Les présentations en grande pompe de la firme à la pomme ne suffisant plus tout à fait à nous faire acheter tous les ans le même téléphone 20% plus cher, le jus de cerveau a coulé à flots du côté de Cupertino pour repousser les frontières du superflu. Et c’est assez réussi.

« One more thing… », a simplement eu à teaser Tim Cook, le patron d’Apple, devant une foule en délire, avant de lever les mains au ciel tel le grand prédicateur d’un royaume à venir. Une terre promise où l’on pourra s’évader un peu plus des contraintes d’une réalité qui, concédons-le, n’est pas en définition 4k, ne peut pas se mettre sur pause ni se plier au moindre mouvement de notre œil ou de notre doigt, et qui a le désavantage d’être peuplée d’affreux personnages qui n’ont pas exactement la même opinion que nous. « Vision Pro peut transformer n’importe quelle pièce en votre propre théâtre personnel », promet le site d’Apple. La réalité peut aller se rhabiller. Et il ne vous en coûtera que 3 500 dollars.

Virtuel éden

On pourrait certes succomber à l’enthousiasme béat d’un monde de la tech qui voit dans cette innovation une nouvelle rupture, « l’ordinateur de demain », la promesse de nouvelles opportunités business.

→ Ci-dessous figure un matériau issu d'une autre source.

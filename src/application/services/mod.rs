//! Application services
//!
//! Concrete service implementations that orchestrate domain logic.
//! Services depend on I/O boundary traits (Installer, Prompter, etc.)
//! but are themselves concrete structs, not traits.

mod wizard;

pub use wizard::{InstallWizard, AGENT_PROMPT, DIRECTORY_PROMPT, IDE_PROMPT, INSTALL_TYPE_PROMPT};
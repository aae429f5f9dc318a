//! Interactive install flow
//!
//! Gathers an `InstallConfig` by asking, in order: target directory,
//! install type, agent (single-agent only) and IDEs.

use std::sync::Arc;

use tracing::{debug, instrument};

use crate::application::{ApplicationError, ApplicationResult, IoResultExt};
use crate::domain::{DomainError, Ide, InstallConfig, InstallType};
use crate::infrastructure::traits::{Installer, Prompter, SelectionItem};

pub const DIRECTORY_PROMPT: &str = "Where should BMAD be installed?";
pub const INSTALL_TYPE_PROMPT: &str = "How would you like to install BMAD?";
pub const AGENT_PROMPT: &str = "Select the agent to install:";
pub const IDE_PROMPT: &str = "Which IDE(s) are you using?";

/// Service asking the user for everything `install` needs.
pub struct InstallWizard {
    prompter: Arc<dyn Prompter>,
    installer: Arc<dyn Installer>,
    default_directory: String,
}

impl InstallWizard {
    /// Create a new wizard; `default_directory` is offered at the directory prompt.
    pub fn new(
        prompter: Arc<dyn Prompter>,
        installer: Arc<dyn Installer>,
        default_directory: impl Into<String>,
    ) -> Self {
        Self {
            prompter,
            installer,
            default_directory: default_directory.into(),
        }
    }

    /// Run the full question sequence.
    #[instrument(skip(self))]
    pub fn run(&self) -> ApplicationResult<InstallConfig> {
        let directory = self.ask_directory()?;
        let install_type = self.ask_install_type()?;
        let agent = match install_type {
            InstallType::SingleAgent => Some(self.ask_agent()?),
            InstallType::Full => None,
        };
        let ides = self.ask_ides()?;

        let config = InstallConfig::new(install_type, agent, directory, ides);
        config.validate()?;
        debug!("run: collected {:?}", config);
        Ok(config)
    }

    fn ask_directory(&self) -> ApplicationResult<String> {
        let answer = self
            .prompter
            .input(DIRECTORY_PROMPT, &self.default_directory)
            .with_context("prompt for install directory")?
            .ok_or(ApplicationError::Aborted)?;

        let answer = answer.trim();
        if answer.is_empty() {
            Ok(self.default_directory.clone())
        } else {
            Ok(answer.to_string())
        }
    }

    fn ask_install_type(&self) -> ApplicationResult<InstallType> {
        let items: Vec<SelectionItem> = InstallType::ALL
            .iter()
            .map(|t| SelectionItem {
                display: t.label().to_string(),
                value: t.as_str().to_string(),
            })
            .collect();

        let selected = self
            .prompter
            .select_one(&items, INSTALL_TYPE_PROMPT)
            .with_context("prompt for install type")?
            .ok_or(ApplicationError::Aborted)?;

        Ok(selected.value.parse::<InstallType>()?)
    }

    fn ask_agent(&self) -> ApplicationResult<String> {
        let agents = self.installer.available_agents()?;
        if agents.is_empty() {
            return Err(ApplicationError::installer(
                "agents",
                "installer offers no agents to choose from",
            ));
        }

        let items: Vec<SelectionItem> = agents
            .iter()
            .map(|a| SelectionItem {
                display: a.choice_label(),
                value: a.id.clone(),
            })
            .collect();

        let selected = self
            .prompter
            .select_one(&items, AGENT_PROMPT)
            .with_context("prompt for agent")?
            .ok_or(ApplicationError::Aborted)?;

        Ok(selected.value)
    }

    /// Repeats the checklist until at least one IDE is chosen.
    fn ask_ides(&self) -> ApplicationResult<Vec<Ide>> {
        let items: Vec<SelectionItem> = Ide::ALL
            .iter()
            .map(|ide| SelectionItem {
                display: ide.label().to_string(),
                value: ide.as_str().to_string(),
            })
            .collect();

        loop {
            let selected = self
                .prompter
                .select_many(&items, IDE_PROMPT)
                .with_context("prompt for IDEs")?
                .ok_or(ApplicationError::Aborted)?;

            let ides = selected
                .iter()
                .map(|item| item.value.parse::<Ide>())
                .collect::<Result<Vec<_>, _>>()?;

            if !ides.is_empty() {
                return Ok(ides);
            }
            self.prompter
                .warn(&DomainError::EmptyIdeSelection.to_string());
        }
    }
}
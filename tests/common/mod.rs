//! Mock implementations of the installer and prompter boundaries

#![allow(dead_code)]

use std::collections::VecDeque;
use std::io;
use std::sync::Mutex;

use bmad::application::{ApplicationError, ApplicationResult};
use bmad::domain::{AgentDescriptor, InstallConfig};
use bmad::infrastructure::traits::{Installer, Prompter, SelectionItem};

/// Installer that records every call and optionally fails all of them.
#[derive(Default)]
pub struct RecordingInstaller {
    pub calls: Mutex<Vec<&'static str>>,
    pub installed: Mutex<Vec<InstallConfig>>,
    pub agents: Vec<AgentDescriptor>,
    pub fail_with: Option<String>,
}

impl RecordingInstaller {
    pub fn new() -> Self {
        Self::default()
    }

    pub fn with_agents(agents: Vec<AgentDescriptor>) -> Self {
        Self {
            agents,
            ..Self::default()
        }
    }

    pub fn failing(message: &str) -> Self {
        Self {
            fail_with: Some(message.to_string()),
            ..Self::default()
        }
    }

    pub fn calls(&self) -> Vec<&'static str> {
        self.calls.lock().unwrap().clone()
    }

    pub fn installed(&self) -> Vec<InstallConfig> {
        self.installed.lock().unwrap().clone()
    }

    fn record(&self, operation: &'static str) -> ApplicationResult<()> {
        self.calls.lock().unwrap().push(operation);
        match &self.fail_with {
            Some(message) => Err(ApplicationError::installer(operation, message.clone())),
            None => Ok(()),
        }
    }
}

impl Installer for RecordingInstaller {
    fn install(&self, config: &InstallConfig) -> ApplicationResult<()> {
        self.record("install")?;
        self.installed.lock().unwrap().push(config.clone());
        Ok(())
    }

    fn update(&self) -> ApplicationResult<()> {
        self.record("update")
    }

    fn list_agents(&self) -> ApplicationResult<()> {
        self.record("list")
    }

    fn show_status(&self) -> ApplicationResult<()> {
        self.record("status")
    }

    fn available_agents(&self) -> ApplicationResult<Vec<AgentDescriptor>> {
        self.record("agents")?;
        Ok(self.agents.clone())
    }
}

/// Scripted answer; `None` means the user aborted.
#[derive(Debug, Clone)]
pub enum Answer {
    Text(Option<String>),
    Pick(Option<usize>),
    Check(Option<Vec<usize>>),
}

/// Prompter replaying a fixed script and recording what was asked.
#[derive(Default)]
pub struct ScriptedPrompter {
    script: Mutex<VecDeque<Answer>>,
    pub prompts: Mutex<Vec<String>>,
    pub shown_items: Mutex<Vec<Vec<SelectionItem>>>,
    pub warnings: Mutex<Vec<String>>,
}

impl ScriptedPrompter {
    pub fn new(script: Vec<Answer>) -> Self {
        Self {
            script: Mutex::new(script.into()),
            ..Self::default()
        }
    }

    pub fn prompts(&self) -> Vec<String> {
        self.prompts.lock().unwrap().clone()
    }

    pub fn warnings(&self) -> Vec<String> {
        self.warnings.lock().unwrap().clone()
    }

    pub fn shown_items(&self) -> Vec<Vec<SelectionItem>> {
        self.shown_items.lock().unwrap().clone()
    }

    fn next(&self, prompt: &str) -> io::Result<Answer> {
        self.prompts.lock().unwrap().push(prompt.to_string());
        self.script
            .lock()
            .unwrap()
            .pop_front()
            .ok_or_else(|| io::Error::new(io::ErrorKind::UnexpectedEof, "script exhausted"))
    }
}

impl Prompter for ScriptedPrompter {
    fn input(&self, prompt: &str, _default: &str) -> io::Result<Option<String>> {
        match self.next(prompt)? {
            Answer::Text(text) => Ok(text),
            other => panic!("expected text answer for '{prompt}', got {other:?}"),
        }
    }

    fn select_one(
        &self,
        items: &[SelectionItem],
        prompt: &str,
    ) -> io::Result<Option<SelectionItem>> {
        self.shown_items.lock().unwrap().push(items.to_vec());
        match self.next(prompt)? {
            Answer::Pick(idx) => Ok(idx.map(|i| items[i].clone())),
            other => panic!("expected single choice for '{prompt}', got {other:?}"),
        }
    }

    fn select_many(
        &self,
        items: &[SelectionItem],
        prompt: &str,
    ) -> io::Result<Option<Vec<SelectionItem>>> {
        self.shown_items.lock().unwrap().push(items.to_vec());
        match self.next(prompt)? {
            Answer::Check(picks) => {
                Ok(picks.map(|idx| idx.into_iter().map(|i| items[i].clone()).collect()))
            }
            other => panic!("expected checklist answer for '{prompt}', got {other:?}"),
        }
    }

    fn warn(&self, message: &str) {
        self.warnings.lock().unwrap().push(message.to_string());
    }
}

pub fn agent(id: &str, name: &str, description: &str) -> AgentDescriptor {
    AgentDescriptor {
        id: id.to_string(),
        name: name.to_string(),
        description: description.to_string(),
    }
}
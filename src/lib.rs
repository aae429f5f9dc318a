//! BMad Method installer front end
//!
//! Parses the command line, optionally asks for install parameters
//! interactively, and hands the work to the installer module.

pub mod application;
pub mod cli;
pub mod config;
pub mod domain;
pub mod exitcode;
pub mod infrastructure;
pub mod util;
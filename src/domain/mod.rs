//! Domain layer: install parameters and agent descriptors
//!
//! This layer is independent of external concerns (no I/O, no CLI, no config loading).

pub mod entities;
pub mod error;

pub use entities::*;
pub use error::DomainError;
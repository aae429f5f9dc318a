use std::io;

use clap::CommandFactory;
use clap_complete::{generate, Shell};
use tracing::{debug, instrument};

use crate::cli::args::{Cli, Commands, InstallArgs};
use crate::cli::output;
use crate::cli::{CliError, CliResult};
use crate::domain::{InstallConfig, InstallType};
use crate::infrastructure::di::ServiceContainer;
use crate::infrastructure::InfraError;

pub fn execute_command(cli: &Cli, container: &ServiceContainer) -> CliResult<()> {
    match &cli.command {
        Some(Commands::Install(args)) => run_install(args, container),
        Some(Commands::Update { force, dry_run }) => run_update(*force, *dry_run, container),
        Some(Commands::List) => run_list(container),
        Some(Commands::Status) => run_status(container),
        Some(Commands::Completion { shell }) => print_completions(*shell),
        None => print_help(),
    }
}

/// Build the install parameters straight from flags.
///
/// `--agent` selects a single-agent install, otherwise it is a full one.
pub fn install_config_from_flags(args: &InstallArgs, default_directory: &str) -> InstallConfig {
    let install_type = if args.agent.is_some() {
        InstallType::SingleAgent
    } else {
        InstallType::Full
    };
    let directory = args
        .directory
        .clone()
        .unwrap_or_else(|| default_directory.to_string());

    InstallConfig::new(
        install_type,
        args.agent.clone(),
        directory,
        args.ides.iter().copied(),
    )
}

#[instrument(skip(container))]
fn run_install(args: &InstallArgs, container: &ServiceContainer) -> CliResult<()> {
    let config = if args.is_interactive() {
        output::header("\nWelcome to BMad Method Installer\n");
        container
            .install_wizard()
            .run()
            .map_err(CliError::install)?
    } else {
        let config = install_config_from_flags(args, &container.settings.default_directory);
        config
            .validate()
            .map_err(|e| CliError::install(e.into()))?;
        config
    };

    debug!("install: {:?}", config);
    container
        .installer
        .install(&config)
        .map_err(CliError::install)
}

#[instrument(skip(container))]
fn run_update(force: bool, dry_run: bool, container: &ServiceContainer) -> CliResult<()> {
    // The installer's update takes no options yet
    if force || dry_run {
        output::warning("--force and --dry-run are not passed to the installer; running a regular update");
    }
    container.installer.update().map_err(CliError::update)
}

#[instrument(skip(container))]
fn run_list(container: &ServiceContainer) -> CliResult<()> {
    container.installer.list_agents().map_err(CliError::failed)
}

#[instrument(skip(container))]
fn run_status(container: &ServiceContainer) -> CliResult<()> {
    container.installer.show_status().map_err(CliError::failed)
}

/// Write a completion script for `shell` to stdout.
pub fn print_completions(shell: Shell) -> CliResult<()> {
    let mut cmd = Cli::command();
    let name = cmd.get_name().to_string();
    generate(shell, &mut cmd, name, &mut io::stdout());
    Ok(())
}

fn print_help() -> CliResult<()> {
    Cli::command()
        .print_help()
        .map_err(|e| InfraError::io("print help", e))?;
    println!();
    Ok(())
}
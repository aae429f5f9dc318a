//! Integration tests for Settings layered loading

use std::fs;
use std::path::PathBuf;

use tempfile::TempDir;

use bmad::application::ApplicationError;
use bmad::config::Settings;

#[test]
fn given_missing_global_config_when_loading_then_uses_defaults() {
    let temp = TempDir::new().unwrap();

    let settings = Settings::load_from(Some(&temp.path().join("absent.toml"))).unwrap();

    assert_eq!(settings.installer_bin_dir, None);
}

#[test]
fn given_global_config_when_loading_then_overrides_defaults() {
    // Arrange
    let temp = TempDir::new().unwrap();
    let path = temp.path().join("bmad.toml");
    fs::write(
        &path,
        r#"
installer_bin_dir = "/opt/bmad/tools/installer/bin"
"#,
    )
    .unwrap();

    // Act
    let settings = Settings::load_from(Some(&path)).unwrap();

    // Assert
    assert_eq!(
        settings.installer_bin_dir,
        Some(PathBuf::from("/opt/bmad/tools/installer/bin"))
    );
}

#[test]
fn given_tilde_in_bin_dir_when_loading_then_expands_home() {
    let temp = TempDir::new().unwrap();
    let path = temp.path().join("bmad.toml");
    fs::write(&path, "installer_bin_dir = \"~/bmad/bin\"\n").unwrap();

    let settings = Settings::load_from(Some(&path)).unwrap();

    let dir = settings.installer_bin_dir.unwrap();
    assert!(!dir.to_string_lossy().starts_with('~'), "{}", dir.display());
    assert!(dir.ends_with("bmad/bin"));
}

#[test]
fn given_malformed_global_config_when_loading_then_reports_config_error() {
    let temp = TempDir::new().unwrap();
    let path = temp.path().join("bmad.toml");
    fs::write(&path, "installer_bin_dir = [unterminated\n").unwrap();

    let err = Settings::load_from(Some(&path)).unwrap_err();

    assert!(matches!(err, ApplicationError::Config { .. }));
}

#[test]
fn given_bmad_env_var_when_loading_then_beats_global_config_and_defaults() {
    // Arrange
    let temp = TempDir::new().unwrap();
    let path = temp.path().join("bmad.toml");
    fs::write(&path, "default_directory = \"from-file\"\n").unwrap();
    std::env::set_var("BMAD_DEFAULT_DIRECTORY", "from-env");

    // Act
    let with_file = Settings::load_from(Some(&path));
    let without_file = Settings::load_from(None);
    std::env::remove_var("BMAD_DEFAULT_DIRECTORY");

    // Assert
    assert_eq!(with_file.unwrap().default_directory, "from-env");
    assert_eq!(without_file.unwrap().default_directory, "from-env");
}
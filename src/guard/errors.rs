// ============================================================================
// Normalization Errors
// Error taxonomy for the validate-then-rescale entry points
// ============================================================================

use crate::interfaces::SourceError;
use crate::numeric::NumericError;
use std::fmt;

/// Errors surfaced by the normalization entry points.
///
/// Every variant carries the offending values, so callers can assert on the
/// exact condition that fired without re-deriving it. Nothing is retried or
/// recovered here; retry policy belongs to the caller.
#[derive(Debug, Clone, PartialEq, Eq)]
pub enum NormalizeError {
    /// Reported value is zero or negative
    NotPositive(i128),

    /// Reading age exceeds the caller's tolerance
    Stale { reported_at: u64, stale_after: u64 },

    /// Report timestamp lies in the future, or rescaling overflowed without
    /// a saturate flag set
    Arithmetic(NumericError),

    /// The oracle collaborator failed to produce a reading. Only the
    /// fetching entry point can surface this; the pure path never does.
    Source(SourceError),
}

impl fmt::Display for NormalizeError {
    fn fmt(&self, f: &mut fmt::Formatter<'_>) -> fmt::Result {
        match self {
            NormalizeError::NotPositive(value) => {
                write!(f, "reported value {} is not positive", value)
            },
            NormalizeError::Stale {
                reported_at,
                stale_after,
            } => write!(
                f,
                "reading reported at {} is older than the tolerated {} seconds",
                reported_at, stale_after
            ),
            NormalizeError::Arithmetic(err) => write!(f, "{}", err),
            NormalizeError::Source(err) => write!(f, "{}", err),
        }
    }
}

impl std::error::Error for NormalizeError {}

impl From<NumericError> for NormalizeError {
    fn from(err: NumericError) -> Self {
        NormalizeError::Arithmetic(err)
    }
}

impl From<SourceError> for NormalizeError {
    fn from(err: SourceError) -> Self {
        NormalizeError::Source(err)
    }
}

/// Result type alias for normalization operations
pub type NormalizeResult<T> = Result<T, NormalizeError>;

#[cfg(test)]
mod tests {
    use super::*;

    #[test]
    fn test_error_display() {
        assert_eq!(
            NormalizeError::NotPositive(-5).to_string(),
            "reported value -5 is not positive"
        );
        assert_eq!(
            NormalizeError::Stale {
                reported_at: 100,
                stale_after: 50
            }
            .to_string(),
            "reading reported at 100 is older than the tolerated 50 seconds"
        );
    }

    #[test]
    fn test_from_conversions() {
        assert_eq!(
            NormalizeError::from(NumericError::Overflow),
            NormalizeError::Arithmetic(NumericError::Overflow)
        );
        assert_eq!(
            NormalizeError::from(SourceError::new("down")),
            NormalizeError::Source(SourceError::new("down"))
        );
    }
}
// ============================================================================
// Interfaces Module
// Contains all trait definitions and contracts
// ============================================================================

mod oracle_source;

pub use oracle_source::{OracleSource, SourceError, SourceResult, StaticSource};
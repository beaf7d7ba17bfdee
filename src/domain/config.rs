// ============================================================================
// Validation Context
// Per-call caller policy for freshness and rescaling
// ============================================================================

use crate::numeric::ScalingFlags;

#[cfg(feature = "serde")]
use serde::{Deserialize, Serialize};

/// Caller-supplied policy evaluated against a single reading.
///
/// Each call is fully independent: the context carries the caller's notion of
/// "now", its staleness tolerance, and the rescale flag set. Nothing in it is
/// retained between calls.
#[derive(Debug, Clone, Copy, PartialEq, Eq)]
#[cfg_attr(feature = "serde", derive(Serialize, Deserialize))]
pub struct ValidationContext {
    /// Current unix timestamp (seconds) from the caller's clock
    pub now: u64,

    /// Maximum tolerable age in seconds. Zero means the reading must carry
    /// exactly this context's `now`; `u64::MAX` is effectively unbounded.
    pub stale_after: u64,

    /// Rescale behavior (rounding direction, overflow policy)
    pub scaling: ScalingFlags,
}

impl ValidationContext {
    /// Create a context with the default flag set (truncate, fail on overflow).
    pub fn new(now: u64, stale_after: u64) -> Self {
        Self {
            now,
            stale_after,
            scaling: ScalingFlags::new(),
        }
    }

    /// Zero-tolerance context: only a reading reported exactly at `now` passes.
    pub fn exact(now: u64) -> Self {
        Self::new(now, 0)
    }

    /// Context that accepts a reading of any age.
    ///
    /// No sentinel involved: an age can never exceed `u64::MAX` seconds.
    pub fn unbounded(now: u64) -> Self {
        Self::new(now, u64::MAX)
    }

    /// Builder method: replace the rescale flag set.
    pub fn with_scaling(mut self, scaling: ScalingFlags) -> Self {
        self.scaling = scaling;
        self
    }
}
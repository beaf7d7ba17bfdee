// ============================================================================
// Numeric Errors
// Error types for fixed-point rescaling operations
// ============================================================================

use std::fmt;

/// Errors that can occur during fixed-point rescaling and conversions.
#[derive(Debug, Clone, Copy, PartialEq, Eq, Hash)]
pub enum NumericError {
    /// Result exceeded the representable range
    Overflow,
    /// Conversion would lose significant digits
    PrecisionLoss,
}

impl fmt::Display for NumericError {
    fn fmt(&self, f: &mut fmt::Formatter<'_>) -> fmt::Result {
        match self {
            NumericError::Overflow => {
                write!(f, "arithmetic overflow: result exceeded maximum value")
            },
            NumericError::PrecisionLoss => write!(
                f,
                "precision loss: conversion would lose significant digits"
            ),
        }
    }
}

impl std::error::Error for NumericError {}

/// Result type alias for numeric operations
pub type NumericResult<T> = Result<T, NumericError>;
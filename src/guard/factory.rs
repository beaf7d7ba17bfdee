// ============================================================================
// Guard Factory
// Creates price guards with fluent configuration
// ============================================================================

use super::price_guard::PriceGuard;
use crate::interfaces::OracleSource;
use crate::numeric::ScalingFlags;

/// Builder for creating price guards with fluent API
///
/// # Example
/// ```
/// use price_guard::guard::PriceGuardBuilder;
/// use price_guard::domain::RawReading;
/// use price_guard::interfaces::StaticSource;
///
/// let source = StaticSource::new(RawReading::new(100, 1_000, 6));
/// let guard = PriceGuardBuilder::new()
///     .stale_after(300)
///     .round_up()
///     .saturate_on_overflow()
///     .build(Box::new(source));
///
/// assert!(guard.read_at(1_000).is_ok());
/// ```
pub struct PriceGuardBuilder {
    stale_after: u64,
    scaling: ScalingFlags,
}

impl PriceGuardBuilder {
    /// Create a builder with zero staleness tolerance and default scaling
    /// flags. Zero tolerance only accepts a reading stamped exactly at the
    /// read instant, so callers almost always want [`stale_after`](Self::stale_after).
    pub fn new() -> Self {
        Self {
            stale_after: 0,
            scaling: ScalingFlags::new(),
        }
    }

    /// Set the maximum tolerable reading age in seconds.
    pub fn stale_after(mut self, seconds: u64) -> Self {
        self.stale_after = seconds;
        self
    }

    /// Round away from zero when down-scaling discards digits.
    pub fn round_up(mut self) -> Self {
        self.scaling = self.scaling.round_up();
        self
    }

    /// Clamp to the maximum representable price instead of failing when
    /// up-scaling overflows.
    pub fn saturate_on_overflow(mut self) -> Self {
        self.scaling = self.scaling.saturate_on_overflow();
        self
    }

    /// Build the guard around the given oracle source.
    pub fn build(self, source: Box<dyn OracleSource>) -> PriceGuard {
        PriceGuard::new(source, self.stale_after).with_scaling(self.scaling)
    }
}

impl Default for PriceGuardBuilder {
    fn default() -> Self {
        Self::new()
    }
}
// ============================================================================
// Fixed-Point Rescaler
// Converts integer values between decimal precisions with checked arithmetic
// ============================================================================

use super::errors::{NumericError, NumericResult};
use std::cmp::Ordering;

#[cfg(feature = "serde")]
use serde::{Deserialize, Serialize};

/// Number of fractional decimal digits every canonical price carries.
pub const CANONICAL_DECIMALS: u8 = 18;

/// The canonical scale factor (10^18).
pub const CANONICAL_SCALE: u128 = pow10(CANONICAL_DECIMALS);

/// Largest exponent for which 10^n fits in a u128.
const MAX_POW10: u8 = 38;

/// Compute 10^n at compile time.
///
/// Callers must keep `n <= MAX_POW10`; larger exponents do not fit in a u128.
const fn pow10(n: u8) -> u128 {
    let mut result: u128 = 1;
    let mut i = 0;
    while i < n {
        result *= 10;
        i += 1;
    }
    result
}

// ============================================================================
// Scaling Flags
// ============================================================================

/// Rounding direction applied when down-scaling discards fractional digits.
#[derive(Debug, Clone, Copy, PartialEq, Eq, Hash)]
#[cfg_attr(feature = "serde", derive(Serialize, Deserialize))]
pub enum Rounding {
    /// Truncate toward zero (default)
    Down,
    /// Round away from zero on any nonzero remainder
    Up,
}

/// Policy applied when up-scaling exceeds the representable range.
#[derive(Debug, Clone, Copy, PartialEq, Eq, Hash)]
#[cfg_attr(feature = "serde", derive(Serialize, Deserialize))]
pub enum OverflowPolicy {
    /// Fail with `NumericError::Overflow` (default)
    Fail,
    /// Clamp to `u128::MAX` instead of failing
    Saturate,
}

/// Caller-supplied flag set controlling rescale behavior.
///
/// Defaults to truncating division and fail-on-overflow. The fluent setters
/// select the alternative behaviors:
///
/// ```
/// use price_guard::numeric::ScalingFlags;
///
/// let flags = ScalingFlags::new().round_up().saturate_on_overflow();
/// ```
#[derive(Debug, Clone, Copy, PartialEq, Eq, Hash)]
#[cfg_attr(feature = "serde", derive(Serialize, Deserialize))]
pub struct ScalingFlags {
    /// Rounding direction for down-scaling
    pub rounding: Rounding,

    /// Overflow policy for up-scaling
    pub on_overflow: OverflowPolicy,
}

impl ScalingFlags {
    /// Default flag set: truncate, fail on overflow.
    pub const fn new() -> Self {
        Self {
            rounding: Rounding::Down,
            on_overflow: OverflowPolicy::Fail,
        }
    }

    /// Round away from zero when down-scaling discards digits.
    pub const fn round_up(mut self) -> Self {
        self.rounding = Rounding::Up;
        self
    }

    /// Clamp to `u128::MAX` instead of failing when up-scaling overflows.
    pub const fn saturate_on_overflow(mut self) -> Self {
        self.on_overflow = OverflowPolicy::Saturate;
        self
    }
}

impl Default for ScalingFlags {
    fn default() -> Self {
        Self::new()
    }
}

// ============================================================================
// Rescaling
// ============================================================================

/// Rescale a non-negative value from `source_decimals` fractional digits to
/// the canonical 18.
///
/// Up-scaling multiplies by `10^(18 - source_decimals)` with checked
/// arithmetic; down-scaling divides by `10^(source_decimals - 18)` with the
/// rounding direction selected by `flags`.
///
/// # Errors
/// Returns `Overflow` if up-scaling exceeds the u128 range and the flag set
/// does not request saturation.
#[inline]
pub fn rescale(value: u128, source_decimals: u8, flags: ScalingFlags) -> NumericResult<u128> {
    match source_decimals.cmp(&CANONICAL_DECIMALS) {
        Ordering::Equal => Ok(value),

        Ordering::Less => {
            let factor = pow10(CANONICAL_DECIMALS - source_decimals);
            match (value.checked_mul(factor), flags.on_overflow) {
                (Some(scaled), _) => Ok(scaled),
                (None, OverflowPolicy::Saturate) => Ok(u128::MAX),
                (None, OverflowPolicy::Fail) => Err(NumericError::Overflow),
            }
        },

        Ordering::Greater => {
            let digits = source_decimals - CANONICAL_DECIMALS;
            if digits > MAX_POW10 {
                // Divisor exceeds the u128 range, so the true quotient is
                // below one for every representable value.
                return Ok(match flags.rounding {
                    Rounding::Up if value > 0 => 1,
                    _ => 0,
                });
            }

            let divisor = pow10(digits);
            let quotient = value / divisor;
            match flags.rounding {
                Rounding::Up if value % divisor != 0 => Ok(quotient + 1),
                _ => Ok(quotient),
            }
        },
    }
}

// ============================================================================
// Tests
// ============================================================================
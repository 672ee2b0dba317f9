// 5.65" ACeP (7-color) command definitions

// Panel and power configuration
pub const PANEL_SETTING: u8 = 0x00; // Panel setting (resolution select, scan direction)
pub const POWER_SETTING: u8 = 0x01; // Power setting (VGH/VGL, VDH/VDL)
pub const POWER_OFF: u8 = 0x02; // Power off
pub const POWER_OFF_SEQUENCE: u8 = 0x03; // Power off sequence setting
pub const POWER_ON: u8 = 0x04; // Power on
pub const BOOSTER_SOFT_START: u8 = 0x06; // Booster soft start
pub const DEEP_SLEEP: u8 = 0x07; // Deep sleep

// Frame data and refresh
pub const DATA_START_TRANSMISSION: u8 = 0x10; // Start of frame buffer data
pub const DISPLAY_REFRESH: u8 = 0x12; // Display refresh

// Timing and analog settings
pub const PLL_CONTROL: u8 = 0x30; // Frame rate (PLL) control
pub const TEMPERATURE_SENSOR: u8 = 0x41; // Temperature sensor selection
pub const VCOM_DATA_INTERVAL: u8 = 0x50; // VCOM and data interval setting
pub const TCON_SETTING: u8 = 0x60; // Gate/source non-overlap period
pub const RESOLUTION_SETTING: u8 = 0x61; // Image window size
pub const POWER_SAVING: u8 = 0xE3; // Power saving

// Parameter values
pub const DEEP_SLEEP_CHECK: u8 = 0xA5; // Required check code for DEEP_SLEEP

Sans se soucier du triste symbole que constitue le fait de se mettre un casque sur les yeux pour repousser une réalité qui n’a jamais demandé autant notre plus grande attention. On pourrait également s’extasier devant cette nouvelle preuve du génie humain. Sans se désoler qu’il ne s’applique trop souvent qu’aux choses les plus inessentielles de notre existence. Oui, on pourrait juste poser notre postérieur dans un canapé confortable, louer le Dieu Tech, et succomber définitivement à une virtualité qui, après tout, nous occupe déjà largement. 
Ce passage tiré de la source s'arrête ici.